* _Work to complete_: Check each line of the data below for the word "filename". How many lines have it? Answer with the number alone.

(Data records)
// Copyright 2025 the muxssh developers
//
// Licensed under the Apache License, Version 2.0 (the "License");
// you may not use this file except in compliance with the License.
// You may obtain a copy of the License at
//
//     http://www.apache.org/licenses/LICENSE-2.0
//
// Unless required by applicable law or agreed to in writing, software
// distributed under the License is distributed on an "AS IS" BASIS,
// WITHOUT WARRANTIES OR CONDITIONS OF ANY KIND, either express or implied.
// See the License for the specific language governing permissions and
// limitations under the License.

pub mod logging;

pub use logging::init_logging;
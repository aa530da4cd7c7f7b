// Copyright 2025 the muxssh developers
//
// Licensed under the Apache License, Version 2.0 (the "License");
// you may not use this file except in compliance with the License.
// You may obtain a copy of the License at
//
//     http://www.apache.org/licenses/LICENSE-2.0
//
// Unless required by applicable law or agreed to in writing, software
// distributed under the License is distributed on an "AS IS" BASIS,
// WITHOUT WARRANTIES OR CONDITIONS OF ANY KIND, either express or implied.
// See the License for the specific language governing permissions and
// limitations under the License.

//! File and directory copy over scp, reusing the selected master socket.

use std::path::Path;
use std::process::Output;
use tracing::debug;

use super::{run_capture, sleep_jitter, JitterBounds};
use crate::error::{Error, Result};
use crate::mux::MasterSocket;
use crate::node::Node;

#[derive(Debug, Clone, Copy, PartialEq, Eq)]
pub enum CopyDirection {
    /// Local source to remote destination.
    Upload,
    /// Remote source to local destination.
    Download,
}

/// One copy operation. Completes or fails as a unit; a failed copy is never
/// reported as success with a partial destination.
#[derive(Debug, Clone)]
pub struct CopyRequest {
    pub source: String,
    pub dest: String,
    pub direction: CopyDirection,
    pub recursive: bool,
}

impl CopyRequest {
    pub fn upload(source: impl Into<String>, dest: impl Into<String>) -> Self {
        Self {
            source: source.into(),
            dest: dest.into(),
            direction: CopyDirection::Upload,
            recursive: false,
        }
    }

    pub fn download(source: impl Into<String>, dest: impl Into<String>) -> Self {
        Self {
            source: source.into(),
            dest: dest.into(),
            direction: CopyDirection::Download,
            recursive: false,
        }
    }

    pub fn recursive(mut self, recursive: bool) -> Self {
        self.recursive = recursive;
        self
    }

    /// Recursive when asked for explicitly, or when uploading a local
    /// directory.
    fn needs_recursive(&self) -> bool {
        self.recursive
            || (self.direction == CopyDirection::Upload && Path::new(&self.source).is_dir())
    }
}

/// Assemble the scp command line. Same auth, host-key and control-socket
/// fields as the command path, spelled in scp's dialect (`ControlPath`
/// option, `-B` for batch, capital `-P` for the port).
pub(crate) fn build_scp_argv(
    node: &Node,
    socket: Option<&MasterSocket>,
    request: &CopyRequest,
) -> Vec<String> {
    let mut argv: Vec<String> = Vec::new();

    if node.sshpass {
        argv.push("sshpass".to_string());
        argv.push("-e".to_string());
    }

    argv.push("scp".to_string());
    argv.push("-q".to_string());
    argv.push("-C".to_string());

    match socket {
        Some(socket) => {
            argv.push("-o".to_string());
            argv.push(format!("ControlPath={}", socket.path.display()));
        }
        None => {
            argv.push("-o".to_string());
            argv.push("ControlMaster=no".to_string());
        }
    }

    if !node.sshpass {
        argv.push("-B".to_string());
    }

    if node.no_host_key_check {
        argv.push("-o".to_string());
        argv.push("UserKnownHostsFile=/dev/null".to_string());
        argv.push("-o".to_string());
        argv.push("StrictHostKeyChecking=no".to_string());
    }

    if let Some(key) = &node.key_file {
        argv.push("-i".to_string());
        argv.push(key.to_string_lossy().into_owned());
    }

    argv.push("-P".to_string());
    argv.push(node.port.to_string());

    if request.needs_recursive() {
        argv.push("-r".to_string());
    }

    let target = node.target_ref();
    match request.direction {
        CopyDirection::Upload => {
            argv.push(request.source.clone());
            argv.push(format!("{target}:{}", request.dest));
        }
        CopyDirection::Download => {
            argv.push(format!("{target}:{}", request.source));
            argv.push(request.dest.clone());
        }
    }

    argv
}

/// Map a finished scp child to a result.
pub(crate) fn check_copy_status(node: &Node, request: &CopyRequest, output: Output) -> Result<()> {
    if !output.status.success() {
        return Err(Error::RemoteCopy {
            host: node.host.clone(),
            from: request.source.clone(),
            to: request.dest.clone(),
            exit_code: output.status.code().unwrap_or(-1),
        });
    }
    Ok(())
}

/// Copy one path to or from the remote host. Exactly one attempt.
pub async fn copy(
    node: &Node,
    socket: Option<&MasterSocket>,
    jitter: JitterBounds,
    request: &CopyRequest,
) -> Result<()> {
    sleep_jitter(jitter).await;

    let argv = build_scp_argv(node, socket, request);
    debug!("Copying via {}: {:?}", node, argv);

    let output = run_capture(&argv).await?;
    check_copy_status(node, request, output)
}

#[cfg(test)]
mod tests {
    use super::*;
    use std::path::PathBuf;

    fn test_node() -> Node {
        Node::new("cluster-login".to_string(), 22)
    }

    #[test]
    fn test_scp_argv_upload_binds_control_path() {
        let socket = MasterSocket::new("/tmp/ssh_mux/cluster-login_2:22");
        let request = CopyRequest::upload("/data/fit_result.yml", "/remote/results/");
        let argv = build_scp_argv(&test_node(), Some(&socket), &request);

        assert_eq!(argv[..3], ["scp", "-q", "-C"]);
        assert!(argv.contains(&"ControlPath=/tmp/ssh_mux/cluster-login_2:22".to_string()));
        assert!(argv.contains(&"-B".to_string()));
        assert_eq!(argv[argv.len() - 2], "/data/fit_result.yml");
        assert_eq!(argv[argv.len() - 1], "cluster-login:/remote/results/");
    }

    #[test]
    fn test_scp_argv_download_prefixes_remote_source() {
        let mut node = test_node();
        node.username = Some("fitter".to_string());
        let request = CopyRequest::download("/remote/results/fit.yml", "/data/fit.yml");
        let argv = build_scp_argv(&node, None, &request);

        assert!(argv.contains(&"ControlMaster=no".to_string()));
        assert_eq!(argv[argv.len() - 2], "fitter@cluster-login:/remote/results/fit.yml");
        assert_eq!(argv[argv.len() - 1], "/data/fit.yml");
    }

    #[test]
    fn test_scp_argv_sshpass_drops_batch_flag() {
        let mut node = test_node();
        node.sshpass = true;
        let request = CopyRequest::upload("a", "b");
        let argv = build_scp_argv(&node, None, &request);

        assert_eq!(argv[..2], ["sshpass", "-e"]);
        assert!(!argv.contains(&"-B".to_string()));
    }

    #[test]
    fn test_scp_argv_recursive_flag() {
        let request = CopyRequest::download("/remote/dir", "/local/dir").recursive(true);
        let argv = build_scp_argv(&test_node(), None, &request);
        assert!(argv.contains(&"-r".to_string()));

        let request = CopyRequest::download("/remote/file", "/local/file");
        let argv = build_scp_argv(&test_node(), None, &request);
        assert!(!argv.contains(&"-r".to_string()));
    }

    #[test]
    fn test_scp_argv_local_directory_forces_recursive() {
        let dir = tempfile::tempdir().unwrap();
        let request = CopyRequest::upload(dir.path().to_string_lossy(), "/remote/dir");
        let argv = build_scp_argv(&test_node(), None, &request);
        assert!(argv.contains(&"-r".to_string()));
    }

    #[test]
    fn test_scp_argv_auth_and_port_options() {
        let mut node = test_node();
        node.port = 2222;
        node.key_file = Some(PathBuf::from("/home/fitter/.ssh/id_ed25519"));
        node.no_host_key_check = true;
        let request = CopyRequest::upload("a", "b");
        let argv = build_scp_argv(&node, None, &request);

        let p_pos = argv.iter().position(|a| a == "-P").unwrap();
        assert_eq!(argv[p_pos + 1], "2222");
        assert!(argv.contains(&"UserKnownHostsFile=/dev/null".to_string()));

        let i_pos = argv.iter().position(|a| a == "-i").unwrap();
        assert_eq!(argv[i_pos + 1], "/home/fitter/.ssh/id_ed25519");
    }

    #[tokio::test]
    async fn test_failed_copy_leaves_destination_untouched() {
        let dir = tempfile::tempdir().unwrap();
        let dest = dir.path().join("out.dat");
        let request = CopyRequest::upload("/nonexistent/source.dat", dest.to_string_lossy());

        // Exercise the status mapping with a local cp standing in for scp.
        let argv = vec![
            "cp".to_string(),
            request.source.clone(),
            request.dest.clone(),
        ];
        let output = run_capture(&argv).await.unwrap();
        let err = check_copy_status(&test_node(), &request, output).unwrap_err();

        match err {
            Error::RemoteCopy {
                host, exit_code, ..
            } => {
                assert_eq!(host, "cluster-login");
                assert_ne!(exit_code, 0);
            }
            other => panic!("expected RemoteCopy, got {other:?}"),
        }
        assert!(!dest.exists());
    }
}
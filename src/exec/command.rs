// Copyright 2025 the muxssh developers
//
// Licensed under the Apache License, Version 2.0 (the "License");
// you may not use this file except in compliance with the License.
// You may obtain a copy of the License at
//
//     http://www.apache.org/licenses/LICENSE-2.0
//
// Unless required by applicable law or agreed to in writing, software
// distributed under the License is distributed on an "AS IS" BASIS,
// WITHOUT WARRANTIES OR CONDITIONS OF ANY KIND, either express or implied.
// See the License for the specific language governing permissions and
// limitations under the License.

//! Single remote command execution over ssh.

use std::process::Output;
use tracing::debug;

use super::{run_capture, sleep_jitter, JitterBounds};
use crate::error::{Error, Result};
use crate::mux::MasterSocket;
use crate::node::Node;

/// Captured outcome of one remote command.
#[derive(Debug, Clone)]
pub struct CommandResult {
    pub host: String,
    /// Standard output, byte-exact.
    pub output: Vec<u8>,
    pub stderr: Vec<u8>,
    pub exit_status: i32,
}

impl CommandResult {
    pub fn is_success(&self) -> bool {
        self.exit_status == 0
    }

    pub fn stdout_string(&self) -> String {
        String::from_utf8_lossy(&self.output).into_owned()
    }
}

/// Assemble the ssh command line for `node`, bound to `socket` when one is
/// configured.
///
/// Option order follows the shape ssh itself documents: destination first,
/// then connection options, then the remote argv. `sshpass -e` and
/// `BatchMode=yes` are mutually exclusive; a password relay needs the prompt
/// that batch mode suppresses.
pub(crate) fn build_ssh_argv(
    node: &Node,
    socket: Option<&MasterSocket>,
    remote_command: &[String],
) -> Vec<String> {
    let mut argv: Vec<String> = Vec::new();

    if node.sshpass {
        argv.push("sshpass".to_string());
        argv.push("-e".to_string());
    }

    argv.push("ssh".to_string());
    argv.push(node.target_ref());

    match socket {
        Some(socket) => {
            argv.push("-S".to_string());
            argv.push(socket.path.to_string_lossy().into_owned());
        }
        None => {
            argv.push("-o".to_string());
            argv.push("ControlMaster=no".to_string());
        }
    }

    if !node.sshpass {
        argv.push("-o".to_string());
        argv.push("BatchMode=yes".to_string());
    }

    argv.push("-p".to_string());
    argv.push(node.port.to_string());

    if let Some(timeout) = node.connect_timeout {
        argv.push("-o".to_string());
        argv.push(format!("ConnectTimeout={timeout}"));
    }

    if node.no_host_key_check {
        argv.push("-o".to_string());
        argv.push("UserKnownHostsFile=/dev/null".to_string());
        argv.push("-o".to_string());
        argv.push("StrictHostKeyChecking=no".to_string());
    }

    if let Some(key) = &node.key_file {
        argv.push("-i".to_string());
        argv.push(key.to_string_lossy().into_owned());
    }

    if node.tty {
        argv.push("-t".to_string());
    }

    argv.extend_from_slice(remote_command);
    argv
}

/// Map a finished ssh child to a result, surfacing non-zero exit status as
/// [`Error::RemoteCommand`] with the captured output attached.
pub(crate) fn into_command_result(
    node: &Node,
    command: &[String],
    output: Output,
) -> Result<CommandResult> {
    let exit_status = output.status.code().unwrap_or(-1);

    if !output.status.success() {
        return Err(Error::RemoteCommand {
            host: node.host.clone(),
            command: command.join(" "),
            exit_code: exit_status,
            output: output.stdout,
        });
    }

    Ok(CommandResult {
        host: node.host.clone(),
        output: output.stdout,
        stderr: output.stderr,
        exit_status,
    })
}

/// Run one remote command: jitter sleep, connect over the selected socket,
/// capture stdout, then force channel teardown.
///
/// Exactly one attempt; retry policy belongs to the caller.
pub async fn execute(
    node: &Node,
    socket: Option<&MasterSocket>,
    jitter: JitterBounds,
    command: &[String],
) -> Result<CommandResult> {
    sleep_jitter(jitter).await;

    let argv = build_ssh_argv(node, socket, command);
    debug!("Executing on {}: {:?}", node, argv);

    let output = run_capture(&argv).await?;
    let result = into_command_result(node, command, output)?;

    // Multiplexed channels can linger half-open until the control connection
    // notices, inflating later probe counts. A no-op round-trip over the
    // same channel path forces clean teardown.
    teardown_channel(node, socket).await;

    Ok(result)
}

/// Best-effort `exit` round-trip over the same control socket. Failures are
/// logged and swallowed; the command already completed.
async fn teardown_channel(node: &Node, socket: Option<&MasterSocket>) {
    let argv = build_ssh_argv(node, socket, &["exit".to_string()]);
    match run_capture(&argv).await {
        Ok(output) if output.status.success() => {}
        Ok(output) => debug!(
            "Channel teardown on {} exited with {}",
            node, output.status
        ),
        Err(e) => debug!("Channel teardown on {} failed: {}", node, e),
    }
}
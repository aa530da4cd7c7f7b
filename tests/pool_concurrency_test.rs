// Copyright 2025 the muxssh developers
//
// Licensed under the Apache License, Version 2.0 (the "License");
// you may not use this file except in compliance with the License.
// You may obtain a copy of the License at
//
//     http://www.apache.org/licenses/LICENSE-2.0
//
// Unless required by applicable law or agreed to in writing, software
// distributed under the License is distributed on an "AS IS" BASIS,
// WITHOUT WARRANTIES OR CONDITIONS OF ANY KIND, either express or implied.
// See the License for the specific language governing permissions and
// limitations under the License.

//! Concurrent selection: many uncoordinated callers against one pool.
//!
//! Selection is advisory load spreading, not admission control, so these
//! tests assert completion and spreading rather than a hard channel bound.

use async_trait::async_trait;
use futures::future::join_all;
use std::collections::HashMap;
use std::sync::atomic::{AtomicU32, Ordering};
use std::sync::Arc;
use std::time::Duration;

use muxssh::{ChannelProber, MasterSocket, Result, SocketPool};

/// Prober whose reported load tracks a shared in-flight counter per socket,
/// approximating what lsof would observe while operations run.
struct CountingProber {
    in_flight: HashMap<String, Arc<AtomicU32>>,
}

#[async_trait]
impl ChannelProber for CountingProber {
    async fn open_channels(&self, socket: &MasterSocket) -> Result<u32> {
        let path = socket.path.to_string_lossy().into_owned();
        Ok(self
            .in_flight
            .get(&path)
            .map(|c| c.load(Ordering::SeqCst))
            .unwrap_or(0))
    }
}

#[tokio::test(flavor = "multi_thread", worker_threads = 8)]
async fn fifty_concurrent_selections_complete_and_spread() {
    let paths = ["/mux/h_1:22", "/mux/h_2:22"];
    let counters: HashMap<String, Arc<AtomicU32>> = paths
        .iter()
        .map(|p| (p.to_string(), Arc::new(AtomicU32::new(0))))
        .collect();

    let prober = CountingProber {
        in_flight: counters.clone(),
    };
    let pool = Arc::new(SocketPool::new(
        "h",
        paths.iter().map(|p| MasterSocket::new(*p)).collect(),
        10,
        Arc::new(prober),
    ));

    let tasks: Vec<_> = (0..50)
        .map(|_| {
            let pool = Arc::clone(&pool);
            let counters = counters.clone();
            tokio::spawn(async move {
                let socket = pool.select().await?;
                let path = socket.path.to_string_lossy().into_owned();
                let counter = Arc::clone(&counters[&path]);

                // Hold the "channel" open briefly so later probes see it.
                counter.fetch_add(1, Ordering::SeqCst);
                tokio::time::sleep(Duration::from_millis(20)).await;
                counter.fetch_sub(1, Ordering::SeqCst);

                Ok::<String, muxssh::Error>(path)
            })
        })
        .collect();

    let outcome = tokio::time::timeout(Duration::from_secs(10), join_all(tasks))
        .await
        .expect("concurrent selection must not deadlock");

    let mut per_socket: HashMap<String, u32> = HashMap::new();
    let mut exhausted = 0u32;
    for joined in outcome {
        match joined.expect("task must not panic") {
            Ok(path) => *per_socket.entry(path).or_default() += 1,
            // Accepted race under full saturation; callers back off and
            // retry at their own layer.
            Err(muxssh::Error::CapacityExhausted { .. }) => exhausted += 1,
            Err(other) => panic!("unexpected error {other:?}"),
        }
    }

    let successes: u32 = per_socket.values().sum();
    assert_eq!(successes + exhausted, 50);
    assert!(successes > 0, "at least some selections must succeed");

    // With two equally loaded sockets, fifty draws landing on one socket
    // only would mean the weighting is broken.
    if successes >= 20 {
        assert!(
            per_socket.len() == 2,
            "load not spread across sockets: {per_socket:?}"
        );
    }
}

* _Task response_: 2